Henry VIII (1491-1547) depicted in 1542
Meanwhile the
Douglas family, Earls of Angus, had been living in exile in England since 1529
after staging an unsuccessful coup d’etat against James V with support from Henry
VIII (who had also, years earlier, encouraged their attempt to kidnap the young
James and spirit him away to England).
Angus’s affiliation to England should not have been a surprise – the 6th
Earl had married James IV’s widow Margaret Tudor, Henry VIII’s big sister.
Following James V’s death, the Douglas family returned en masse to Scotland and
took up residence in Tantallon once more.
Henry had all
these potential allies now placed in the Scottish court. But how could he trust
them to act on whatever promises they had made while in captivity or exile in England?
Enter 12x great uncle Ralph. Sadleir, the English king’s ambassador to
Scotland, was to be Henry’s enforcer. He was a seasoned political worker,
having learned his craft under Thomas Cromwell.
Ralph spent most
of 1543 adroitly moving between the various factions within the Scottish court,
sifting out the political traps being laid for him by many of them. In all of it he used one man in particular as a
sounding board: Sir George Douglas, the 7th Earl of Angus’s brother.

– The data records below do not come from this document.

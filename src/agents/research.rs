//! Research Agent
//!
//! Turns a user query into a [`ResearchRecord`]: expands the query into
//! PubMed expressions, gathers candidates, then has the model judge
//! relevance and extract per-paper summaries as schema-constrained output.

use std::collections::HashSet;
use std::sync::Arc;

use async_trait::async_trait;
use futures::future::join_all;
use tracing::{info, warn};

use super::ResearchStage;
use crate::knowledge::{DomainPolicy, KeywordCatalog, KnowledgeBase};
use crate::llm::{generate_structured, StructuredOptions, LLM};
use crate::models::{Document, ResearchRecord};
use crate::search::SearchProvider;
use crate::types::{AppResult, LLMRequest};

const RESEARCH_SYSTEM_PROMPT: &str = "You are an expert Ayurvedic research specialist with deep knowledge of both \
traditional Ayurveda and modern scientific research. You only report on Ayurveda-related evidence and you never \
invent papers: every paper you return must come from the candidate list you are given.";

/// Abstracts longer than this are cut before prompting
const MAX_ABSTRACT_CHARS: usize = 3000;

#[derive(Debug, Clone)]
pub struct ResearchSettings {
    pub model: String,
    pub max_results: usize,
    pub max_expressions: usize,
    pub structured: StructuredOptions,
}

pub struct ResearchAgent {
    llm: Arc<LLM>,
    search: Arc<dyn SearchProvider>,
    knowledge: Option<Arc<dyn KnowledgeBase>>,
    catalog: KeywordCatalog,
    policy: DomainPolicy,
    settings: ResearchSettings,
}

impl ResearchAgent {
    pub fn new(llm: Arc<LLM>, search: Arc<dyn SearchProvider>, settings: ResearchSettings) -> Self {
        Self {
            llm,
            search,
            knowledge: None,
            catalog: KeywordCatalog::new(),
            policy: DomainPolicy::default(),
            settings,
        }
    }

    pub fn with_knowledge_base(mut self, knowledge: Arc<dyn KnowledgeBase>) -> Self {
        self.knowledge = Some(knowledge);
        self
    }

    /// Run every expression against the search provider and merge the hits.
    ///
    /// Hits keep expression order, then provider rank; a document already
    /// seen under an earlier expression is skipped.
    async fn gather_candidates(&self, expressions: &[String]) -> AppResult<Vec<Document>> {
        let searches = expressions
            .iter()
            .map(|expression| self.search.search(expression, self.settings.max_results));
        let results = join_all(searches).await;

        let mut seen = HashSet::new();
        let mut candidates = Vec::new();
        for (expression, result) in expressions.iter().zip(results) {
            let documents = result.map_err(|e| {
                warn!(provider = self.search.name(), expression = %expression, error = %e, "Search failed");
                e
            })?;
            for document in documents {
                if seen.insert(document.id.clone()) {
                    candidates.push(document);
                }
            }
        }
        Ok(candidates)
    }

    fn create_research_prompt(
        &self,
        query: &str,
        expressions: &[String],
        candidates: &[Document],
        notes: &[String],
    ) -> String {
        let strategy = expressions
            .iter()
            .map(|e| format!("- {}", e))
            .collect::<Vec<_>>()
            .join("\n");

        let background = if notes.is_empty() {
            "None.".to_string()
        } else {
            notes.iter().map(|n| format!("- {}", n)).collect::<Vec<_>>().join("\n")
        };

        let candidate_block = if candidates.is_empty() {
            "No candidate papers were returned by PubMed for these expressions.".to_string()
        } else {
            candidates
                .iter()
                .enumerate()
                .map(|(i, doc)| self.format_candidate(i + 1, doc))
                .collect::<Vec<_>>()
                .join("\n\n")
        };

        format!(
            r#"USER QUERY: {query}

PUBMED SEARCH EXPRESSIONS USED:
{strategy}

BACKGROUND ON TERMS IN THE QUERY:
{background}

RELEVANCE POLICY:
{policy}

CANDIDATE PAPERS ({count} found):
{candidate_block}

TASK:
1. Explain in query_interpretation how you understood the query: herbs, formulations or practices, conditions, and the research aspect (efficacy, safety, mechanisms).
2. Describe in search_strategy the expressions above and how you judged relevance.
3. Set total_found to the number of candidate papers you considered.
4. For each candidate that satisfies the relevance policy, most relevant first, produce a paper entry:
   - source_id: the PMID exactly as given
   - title: the paper title
   - summary: a detailed summary of the abstract and methodology (150-200 words) focused on Ayurvedic relevance
   - key_points: 5-8 specific findings with quantitative data (dosages, effect sizes, p-values) where available
   - domain_relevance: how the findings validate or challenge traditional Ayurvedic principles
   - study_type: clinical trial, systematic review, observational, in-vitro, animal study, etc.
   - sample_size: participants or sample size if the abstract states it, otherwise null
5. Use only information from the candidates. If none are relevant, return an empty papers list and still explain the strategy.

Respond with ONLY the JSON object."#,
            query = query,
            strategy = strategy,
            background = background,
            policy = self.policy.describe(),
            count = candidates.len(),
            candidate_block = candidate_block,
        )
    }

    fn format_candidate(&self, index: usize, doc: &Document) -> String {
        let mut venue = Vec::new();
        if let Some(journal) = &doc.journal {
            venue.push(journal.clone());
        }
        if let Some(year) = doc.year {
            venue.push(year.to_string());
        }
        let venue = if venue.is_empty() {
            String::new()
        } else {
            format!(" ({})", venue.join(", "))
        };

        let haystack = format!("{} {}", doc.title, doc.text);
        let include = self.policy.matched_include(&haystack);
        let exclude = self.policy.matched_exclude(&haystack);
        let signals = |found: Vec<&str>| if found.is_empty() { "none".to_string() } else { found.join(", ") };

        let abstract_text = if doc.text.is_empty() {
            "(no abstract available)".to_string()
        } else {
            truncate_chars(&doc.text, MAX_ABSTRACT_CHARS)
        };

        format!(
            "[{index}] PMID {id}{venue}\nTitle: {title}\nDomain signals: {include} | Exclusion signals: {exclude}\nAbstract: {abstract_text}",
            index = index,
            id = doc.id,
            venue = venue,
            title = doc.title,
            include = signals(include),
            exclude = signals(exclude),
            abstract_text = abstract_text,
        )
    }
}

#[async_trait]
impl ResearchStage for ResearchAgent {
    async fn run(&self, user_query: &str) -> AppResult<ResearchRecord> {
        let expressions = self
            .catalog
            .build_expressions(user_query, self.settings.max_expressions);
        info!(query = %user_query, expressions = ?expressions, "Starting research");

        let candidates = self.gather_candidates(&expressions).await?;
        let notes = self
            .knowledge
            .as_ref()
            .map(|kb| kb.lookup(user_query))
            .unwrap_or_default();
        info!(candidates = candidates.len(), notes = notes.len(), "Candidates gathered");

        let prompt = self.create_research_prompt(user_query, &expressions, &candidates, &notes);
        let request = LLMRequest::new(&self.settings.model, RESEARCH_SYSTEM_PROMPT, prompt)
            .with_temperature(0.2)
            .with_max_tokens(8192);

        let record: ResearchRecord =
            generate_structured(&self.llm, request, &self.settings.structured).await?;

        for note in record.advisories() {
            warn!(note = %note, "Research record advisory");
        }
        info!(
            total_found = record.total_found,
            papers = record.papers.len(),
            "Research record produced"
        );
        Ok(record)
    }
}

fn truncate_chars(text: &str, max: usize) -> String {
    match text.char_indices().nth(max) {
        Some((cut, _)) => format!("{}…", &text[..cut]),
        None => text.to_string(),
    }
}

#[cfg(test)]
mod tests {
    use super::*;
    use crate::llm::LLMAdapter;
    use crate::search::SearchError;
    use crate::types::LLMResponse;

    struct NoSearch;

    #[async_trait]
    impl SearchProvider for NoSearch {
        fn name(&self) -> &str {
            "none"
        }
        async fn search(&self, _e: &str, _n: usize) -> Result<Vec<Document>, SearchError> {
            Ok(vec![])
        }
    }

    struct NoModel;

    #[async_trait]
    impl LLMAdapter for NoModel {
        async fn create_chat_completion(&self, _r: &LLMRequest) -> AppResult<LLMResponse> {
            unreachable!("prompt tests do not call the model")
        }
    }

    fn agent() -> ResearchAgent {
        ResearchAgent::new(
            Arc::new(LLM::from_adapter("none", Box::new(NoModel))),
            Arc::new(NoSearch),
            ResearchSettings {
                model: "m".to_string(),
                max_results: 5,
                max_expressions: 3,
                structured: StructuredOptions::default(),
            },
        )
    }

    fn doc(id: &str, title: &str, text: &str) -> Document {
        Document {
            id: id.to_string(),
            title: title.to_string(),
            text: text.to_string(),
            journal: Some("J Ethnopharmacol".to_string()),
            year: Some(2021),
        }
    }

    #[test]
    fn test_prompt_lists_candidates_with_signals() {
        let agent = agent();
        let prompt = agent.create_research_prompt(
            "ashwagandha for anxiety",
            &["ashwagandha".to_string()],
            &[doc("111", "Ashwagandha root extract in stress", "An Ayurvedic rasayana trial.")],
            &["ashwagandha (herb): also known as withania somnifera".to_string()],
        );
        assert!(prompt.contains("[1] PMID 111 (J Ethnopharmacol, 2021)"));
        assert!(prompt.contains("Domain signals: ayurvedic, ashwagandha, rasayana"));
        assert!(prompt.contains("Exclusion signals: none"));
        assert!(prompt.contains("also known as withania somnifera"));
        assert!(prompt.contains("CANDIDATE PAPERS (1 found)"));
    }

    #[test]
    fn test_prompt_without_candidates() {
        let prompt = agent().create_research_prompt("xyz", &["xyz".to_string()], &[], &[]);
        assert!(prompt.contains("No candidate papers were returned"));
        assert!(prompt.contains("BACKGROUND ON TERMS IN THE QUERY:\nNone."));
    }

    #[test]
    fn test_truncate_chars_is_char_safe() {
        assert_eq!(truncate_chars("abc", 5), "abc");
        assert_eq!(truncate_chars("ééééé", 2), "éé…");
    }
}
// HTTP middleware

pub mod cors;

pub use cors::*;
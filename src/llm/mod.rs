// LLM abstraction layer

pub mod provider;
pub mod openai;
pub mod google;
pub mod structured;

pub use provider::*;
pub use structured::{generate_structured, StructuredOptions, StructuredOutput};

Signature of Sir George Douglas, Master of Angus (d.
1552)
It’s clear that the men knew each other well, presumably from Douglas’s time in
exile. Sadleir wrote long reports back to Henry which are peppered with references
to discreet walks with Douglas in the gardens of Blackfriars in Edinburgh. In
his first, of 20th March 1543, Ralph writes:
I
told Mr Douglas that I longed to speak with him and had much to commune with
him from your majesty. … ‘Marry,’ quoth he, ‘I have laboured with all my power
to do the king’s majesty service, … wherein I have always pretended outwardly the
commonwealth of Scotland, and spake not much of England, because I would not be
suspected.’
So two of my
ancestral lines were in cahoots over the fate of Mary Queen of Scots! And when
Ralph Sadleir had successfully negotiated the Treaty of Greenwich that summer (which
agreed peace between the two countries and the marriage of Mary and Edward), he
left Edinburgh and went to stay at Tantallon Castle to relax after a job well
done.
Tantallon Castle, where Angus and Sadleir relaxed in
late 1543
In December Sadleir was recalled from Tantallon to
London when the Scottish parliament rejected the Treaty (which had been agreed
only by Henry’s tame Scottish nobility). Henry was furious at the thwarting of
his marriage plans, and there followed seven years of warfare between England
and Scotland, known as the Rough Wooing. Ralph Sadleir was appointed treasurer-general
of the English army; and some say that as that army marched north into
Scotland, it passed Tantallon by instead of ransacking it, in recognition of
the services of the Douglas family.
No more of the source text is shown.